Can anyone tell me, exactly what is this directory used for and which caches are they? They're obviously not the same caches as you find in /Library/Caches or ~/Library/Caches/, so what's the difference? Can they safely be gotten rid of?


When running cocktail, one of the options is to ignore the caches of audio units and such, I work often with DAWs so I was just wondering, what good does a "cache" do for these plugins, and why wouldn't you want to clear them from time to time?


I'm really hoping I can somehow get rid of these files safely as I'm trying to revert my machine to the speed it was at a few months ago when I had just newly installed Snow Leopard.

Is it safe?


EDIT: Also I did a full and complete backup of my entire HD using Carbon Copy before I started my maintenance session so I'm ok with taking risks, if there's a slight possibility of this causing problems. I'd just like to know what might happen first.
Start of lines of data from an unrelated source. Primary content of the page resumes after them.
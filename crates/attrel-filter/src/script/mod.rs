//! Scripted rules and matchers.
//!
//! Scripts are evaluated by an injected [`ExpressionEvaluator`]. The filter
//! core never depends on a particular scripting runtime; the Rhai-backed
//! [`RhaiEvaluator`](rhai::RhaiEvaluator) is one implementation, available
//! with the `rhai` feature.
//!
//! # Bindings
//!
//! Every evaluation receives:
//!
//! - `principal`, `requester`, `responder` - strings, or unit when absent
//! - `facts` - the full request facts as a map
//! - `custom` - the custom object configured on the rule or matcher, or unit
//!
//! Value matchers additionally receive `attribute_id`, `value` (the string
//! form, or unit) and `scope` (or unit).
//!
//! A rule script must produce a boolean. Anything else is an evaluation
//! failure: `Fail` for rules, an aborting error for matchers.

#[cfg(feature = "rhai")]
pub mod rhai;

use std::fmt;
use std::hash::{Hash, Hasher};
use std::sync::Arc;

use attrel_core::{Attribute, AttributeValue, ConfigError, RequestFacts};
use serde_json::Value;
use thiserror::Error;

use crate::context::FilterContext;
use crate::error::FilterError;
use crate::tristate::Tristate;

// =============================================================================
// Evaluator Capability
// =============================================================================

/// Errors produced by an expression evaluator.
#[derive(Debug, Clone, PartialEq, Eq, Error)]
pub enum ScriptError {
    /// The expression does not compile.
    #[error("Script compilation failed: {0}")]
    Compile(String),

    /// The expression failed while running.
    #[error("Script execution failed: {0}")]
    Execution(String),

    /// Scripting is disabled by configuration.
    #[error("Scripting is disabled")]
    Disabled,
}

/// Variables made available to a script.
#[derive(Debug, Clone, Copy)]
pub struct ScriptBindings<'a> {
    pub facts: &'a RequestFacts,
    pub custom: Option<&'a Value>,
    pub attribute: Option<&'a Attribute>,
    pub value: Option<&'a AttributeValue>,
}

/// Stateless expression evaluation.
///
/// Implementations run inline on the request path: they must be
/// deterministic and must not block or perform I/O.
pub trait ExpressionEvaluator: Send + Sync + fmt::Debug {
    /// Check that an expression compiles. Called once at initialization.
    fn check(&self, expression: &str) -> Result<(), ScriptError>;

    /// Evaluate an expression against the given bindings.
    fn evaluate(&self, expression: &str, bindings: &ScriptBindings<'_>)
    -> Result<Value, ScriptError>;
}

// =============================================================================
// Script
// =============================================================================

/// An expression bound to an evaluator and an optional custom object.
#[derive(Clone)]
pub struct Script {
    expression: String,
    evaluator: Arc<dyn ExpressionEvaluator>,
    custom: Option<Value>,
}

impl Script {
    #[must_use]
    pub fn new(expression: impl Into<String>, evaluator: Arc<dyn ExpressionEvaluator>) -> Self {
        Self {
            expression: expression.into(),
            evaluator,
            custom: None,
        }
    }

    /// Attach a custom object exposed to the script as `custom`.
    #[must_use]
    pub fn with_custom(mut self, custom: Value) -> Self {
        self.custom = Some(custom);
        self
    }

    #[must_use]
    pub fn expression(&self) -> &str {
        &self.expression
    }

    pub(crate) fn check(&self, component: &str) -> Result<(), ConfigError> {
        self.evaluator.check(&self.expression).map_err(|e| {
            ConfigError::invalid_value(format!("script in '{component}': {e}"))
        })
    }

    /// Evaluate as a policy requirement rule. Never fails; errors become `Fail`.
    pub(crate) fn evaluate_rule(&self, rule_id: &str, ctx: &FilterContext) -> Tristate {
        let bindings = ScriptBindings {
            facts: ctx.facts(),
            custom: self.custom.as_ref(),
            attribute: None,
            value: None,
        };

        match self.evaluator.evaluate(&self.expression, &bindings) {
            Ok(Value::Bool(result)) => Tristate::from(result),
            Ok(other) => {
                tracing::warn!(
                    rule_id = %rule_id,
                    result = %other,
                    "Scripted rule returned a non-boolean result"
                );
                Tristate::Fail
            }
            Err(e) => {
                tracing::warn!(rule_id = %rule_id, error = %e, "Scripted rule failed");
                Tristate::Fail
            }
        }
    }

    /// Evaluate as a per-value predicate. Any failure aborts the matcher.
    pub(crate) fn test_value(
        &self,
        matcher_id: &str,
        attribute: &Attribute,
        value: &AttributeValue,
        ctx: &FilterContext,
    ) -> Result<bool, FilterError> {
        let bindings = ScriptBindings {
            facts: ctx.facts(),
            custom: self.custom.as_ref(),
            attribute: Some(attribute),
            value: Some(value),
        };

        match self.evaluator.evaluate(&self.expression, &bindings) {
            Ok(Value::Bool(result)) => Ok(result),
            Ok(other) => Err(FilterError::predicate(
                matcher_id,
                attribute.id(),
                format!("script returned non-boolean result {other}"),
            )),
            Err(e) => Err(FilterError::predicate(
                matcher_id,
                attribute.id(),
                e.to_string(),
            )),
        }
    }
}

impl fmt::Debug for Script {
    fn fmt(&self, f: &mut fmt::Formatter<'_>) -> fmt::Result {
        f.debug_struct("Script")
            .field("expression", &self.expression)
            .field("custom", &self.custom)
            .finish_non_exhaustive()
    }
}

impl PartialEq for Script {
    fn eq(&self, other: &Self) -> bool {
        self.expression == other.expression
            && self.custom == other.custom
            && Arc::ptr_eq(&self.evaluator, &other.evaluator)
    }
}

impl Eq for Script {}

impl Hash for Script {
    fn hash<H: Hasher>(&self, state: &mut H) {
        self.expression.hash(state);
    }
}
Posted on Feb 23, 2012 9:47 AM

Reply
28 replies

Jan 20, 2013 4:52 PM in response to hatrickpatrick

I fuond some stuff that xcode (or something developer-related) had stuck in /var/folders/m1/.. It came up because gcc apparently wouldn't compile a program (that had compiled before - it's Paul Guyot's 'Albert' decompiler/disassembler for the Newton ROM) The following was the command and error:


gcc db2src.cpp disarm.cpp disarm_c.cpp nsDecode.cpp ∂

EasyBMP/EasyBMP.cpp -lstdc++-static -o ../db2src


ld: duplicate symbol _gFnameRomBuilt in ∂

/var/folders/m1/m1JMuhFvE2a7LetqP5+Rpk+++TI/-Tmp-//ccfiL600.o and ∂

/var/folders/m1/m1JMuhFvE2a7LetqP5+Rpk+++TI/-Tmp-//ccFoum78.o ∂

for architecture i386

collect2: ld returned 1 exit status


Jim

Mar 31, 2013 11:43 AM in response to hatrickpatrick

You are talking about a six year old machine. There is a good chance that the disk is slowly dying. (I have a MBP from about that time, and it is slow even in ordinary operations. I have been told by an Apple service centre that the disk is definitely dying.)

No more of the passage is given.